9.6 The frequency of hospitality must be carefully monitored, as the cumulative effect of frequent hospitality may give rise to the appearance of impropriety. Hospitality provided to a foreign official by an element must not exceed six events in any calendar year. An event is one or more instances of hospitality provided to a foreign official in one day. For example, an event may be a single dinner for one or more foreign officials at the Paris Air Show, or it may be lunch, dinner, and hotel accommodations for a foreign official visiting a Lockheed Martin facility for one night. For purposes of this paragraph, an event does not include meals or refreshments and snacks served in Lockheed Martin facilities in the context of business meetings during normal business hours. An event also does not include local ground transportation (other than rental vehicles operated by foreign officials) for foreign officials between an airport, hotel, restaurant, and Lockheed Martin facility, the giving of marketing gifts bearing the Lockheed Martin logo that cost less than $100, or any hospitality specifically required by a contract in writing. Where an element anticipates hospitality for a foreign official in excess of six events in any calendar year, the elements Legal Counsel must provide prior written approval.
9.7 Unless otherwise provided in the Hospitality Rules for Foreign Officials, if Lockheed Martin will pay airfare or lodging expenses for foreign government officials or employees in connection with a plant visit or similar activity, the element must send invitations or itineraries, or both, to the foreign officials or employees to inform them of the hospitality that Lockheed Martin is proposing to provide, enable consultation with their superiors, and give them the option to decline. The element also must obtain prior written approval or confirmation from the invitees superior or other authorized official that the visit and proposed hospitality are permissible. If the confirmation or approval is verbal, a file memorandum documenting the conversation is sufficient. If obtaining prior approval is not practical for very senior invitees, the elements Legal Counsel must obtain a written legal opinion from outside counsel that addresses the particular circumstances of the visit and confirms that the visit is lawful under applicable local law.
9.8 When a plant visit is specifically required by the terms of a contract with a foreign government customer or Foreign Military Sales contract, prior written approval or confirmation from the invitees superior or other authorized official is not required, but all hospitality expenses related to the visit must comply with these Hospitality Guidelines unless approved in writing by the elements Legal Counsel. Whenever feasible, payment or reimbursement must be made to the foreign government or agency involved, not directly to the individual official incurring the expense.

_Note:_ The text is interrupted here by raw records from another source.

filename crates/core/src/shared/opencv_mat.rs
//! Pixel conversions between [`Frame`] and OpenCV `Mat`.
//!
//! OpenCV stores colour as BGR; frames are RGB. Channel order is swapped
//! here and nowhere else.

use image::GrayImage;
use opencv::core::{Mat, Scalar, CV_8UC1, CV_8UC3};
use opencv::prelude::*;

use crate::shared::frame::Frame;

/// Copies an 8-bit BGR, BGRA or single-channel mat into a frame.
///
/// Returns `Ok(None)` for an empty mat.
pub fn mat_to_frame(mat: &Mat, index: usize) -> opencv::Result<Option<Frame>> {
    if mat.empty() || mat.cols() <= 0 || mat.rows() <= 0 {
        return Ok(None);
    }
    let owned;
    let mat = if mat.is_continuous() {
        mat
    } else {
        owned = mat.try_clone()?;
        &owned
    };

    let width = mat.cols() as u32;
    let height = mat.rows() as u32;
    let bytes = mat.data_bytes()?;
    let frame = match mat.channels() {
        1 => Frame::new(bytes.to_vec(), width, height, 1, index),
        channels @ (3 | 4) => {
            let step = channels as usize;
            let rgb = bytes
                .chunks_exact(step)
                .flat_map(|px| [px[2], px[1], px[0]])
                .collect();
            Frame::new(rgb, width, height, 3, index)
        }
        other => {
            return Err(opencv::Error::new(
                opencv::core::StsUnsupportedFormat,
                format!("unsupported channel count {other}"),
            ))
        }
    };
    Ok(Some(frame))
}

/// Builds an owned 8-bit BGR mat from an RGB or grayscale frame.
pub fn frame_to_bgr_mat(frame: &Frame) -> opencv::Result<Mat> {
    let mut mat = Mat::new_rows_cols_with_default(
        frame.height() as i32,
        frame.width() as i32,
        CV_8UC3,
        Scalar::all(0.0),
    )?;
    let dst = mat.data_bytes_mut()?;
    if frame.is_grayscale() {
        for (px, &v) in dst.chunks_exact_mut(3).zip(frame.data()) {
            px.copy_from_slice(&[v, v, v]);
        }
    } else {
        for (px, src) in dst.chunks_exact_mut(3).zip(frame.data().chunks_exact(3)) {
            px.copy_from_slice(&[src[2], src[1], src[0]]);
        }
    }
    Ok(mat)
}

/// Builds an owned single-channel mat from a luma image.
pub fn gray_to_mat(gray: &GrayImage) -> opencv::Result<Mat> {
    let mut mat = Mat::new_rows_cols_with_default(
        gray.height() as i32,
        gray.width() as i32,
        CV_8UC1,
        Scalar::all(0.0),
    )?;
    mat.data_bytes_mut()?.copy_from_slice(gray.as_raw());
    Ok(mat)
}
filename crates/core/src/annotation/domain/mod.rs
pub mod overlay;
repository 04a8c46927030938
use std::path::{Path, PathBuf};

use crate::detection::domain::cascade_model::{CascadeLoader, CascadeModel, MultiScaleParams};
use crate::detection::domain::detection::Detection;
use crate::detection::domain::errors::{DetectionError, ModelLoadError};
use crate::detection::domain::face_detector::FaceDetector;
use crate::shared::constants::{
    CASCADE_MIN_FACE_RATIO, CASCADE_MIN_NEIGHBORS, CASCADE_SCALE_FACTOR,
};
use crate::shared::frame::Frame;

#[derive(Clone, Copy, Debug, PartialEq)]
pub struct CascadeParams {
    pub scale_factor: f64,
    pub min_neighbors: i32,
    pub min_face_ratio: f32,
}

impl Default for CascadeParams {
    fn default() -> Self {
        Self {
            scale_factor: CASCADE_SCALE_FACTOR,
            min_neighbors: CASCADE_MIN_NEIGHBORS,
            min_face_ratio: CASCADE_MIN_FACE_RATIO,
        }
    }
}

/// Haar/LBP sliding-window detector.
///
/// Haar and LBP differ only in the model file handed to [`configure`];
/// one instance is shared and reloaded on selection. Without a model
/// loaded, `detect` finds nothing.
///
/// [`configure`]: CascadeDetector::configure
pub struct CascadeDetector {
    loader: Box<dyn CascadeLoader>,
    model: Option<Box<dyn CascadeModel>>,
    model_path: Option<PathBuf>,
    params: CascadeParams,
    /// Memoized after the first non-zero computation.
    min_face_size: Option<u32>,
}

impl CascadeDetector {
    pub fn new(loader: Box<dyn CascadeLoader>, params: CascadeParams) -> Self {
        Self {
            loader,
            model: None,
            model_path: None,
            params,
            min_face_size: None,
        }
    }

    /// Loads a serialized cascade. On failure the previous model stays active.
    pub fn configure(&mut self, path: &Path) -> Result<(), ModelLoadError> {
        if !path.is_file() {
            return Err(ModelLoadError::NotFound {
                path: path.to_path_buf(),
            });
        }
        let model = self.loader.load(path)?;
        self.model = Some(model);
        self.model_path = Some(path.to_path_buf());
        log::info!("Loaded cascade model {}", path.display());
        Ok(())
    }

    pub fn model_path(&self) -> Option<&Path> {
        self.model_path.as_deref()
    }

    pub fn is_configured(&self) -> bool {
        self.model.is_some()
    }

    /// Minimum face side for a frame of `frame_height` rows.
    fn min_face_size(&mut self, frame_height: u32) -> u32 {
        if let Some(size) = self.min_face_size {
            return size;
        }
        let size = (frame_height as f32 * self.params.min_face_ratio).round() as u32;
        if size > 0 {
            self.min_face_size = Some(size);
        }
        size
    }
}

impl FaceDetector for CascadeDetector {
    fn detect(&mut self, frame: &Frame) -> Result<Vec<Detection>, DetectionError> {
        if self.model.is_none() {
            log::trace!("No cascade model loaded, skipping detection");
            return Ok(Vec::new());
        }

        let gray = frame.to_gray_image();
        let equalized = imageproc::contrast::equalize_histogram(&gray);
        let params = MultiScaleParams {
            scale_factor: self.params.scale_factor,
            min_neighbors: self.params.min_neighbors,
            min_size: self.min_face_size(frame.height()),
        };

        let Some(model) = self.model.as_mut() else {
            return Ok(Vec::new());
        };
        let boxes = model.detect_multi_scale(&equalized, &params)?;
        Ok(boxes.into_iter().map(Detection::cascade).collect())
    }
}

9.9 Refreshments, meals, or mementos of reasonable value that otherwise comply with these Hospitality Guidelines that are furnished in connection with trade shows; association meetings; official governmental functions; or ceremonial, commemorative, or celebratory functions such as ship launchings, airplane rollouts, deliveries, or demonstrations, are permissible. Opinions from the elements Legal Counsel and outside counsel are not required with respect to the foreign government officials or employees participation in such an event if foreign government officials or employees from three or more countries are invited and the refreshments, meals, or mementos to be offered are of reasonable value and otherwise comply with these Hospitality Guidelines, and are not offered to influence improperly any official decision. Element Legal Counsel should be notified at least 15 days before the event. The notification must generally describe the event; the per person cost of the refreshments, meals, and mementos offered; and any other relevant aspects of the event.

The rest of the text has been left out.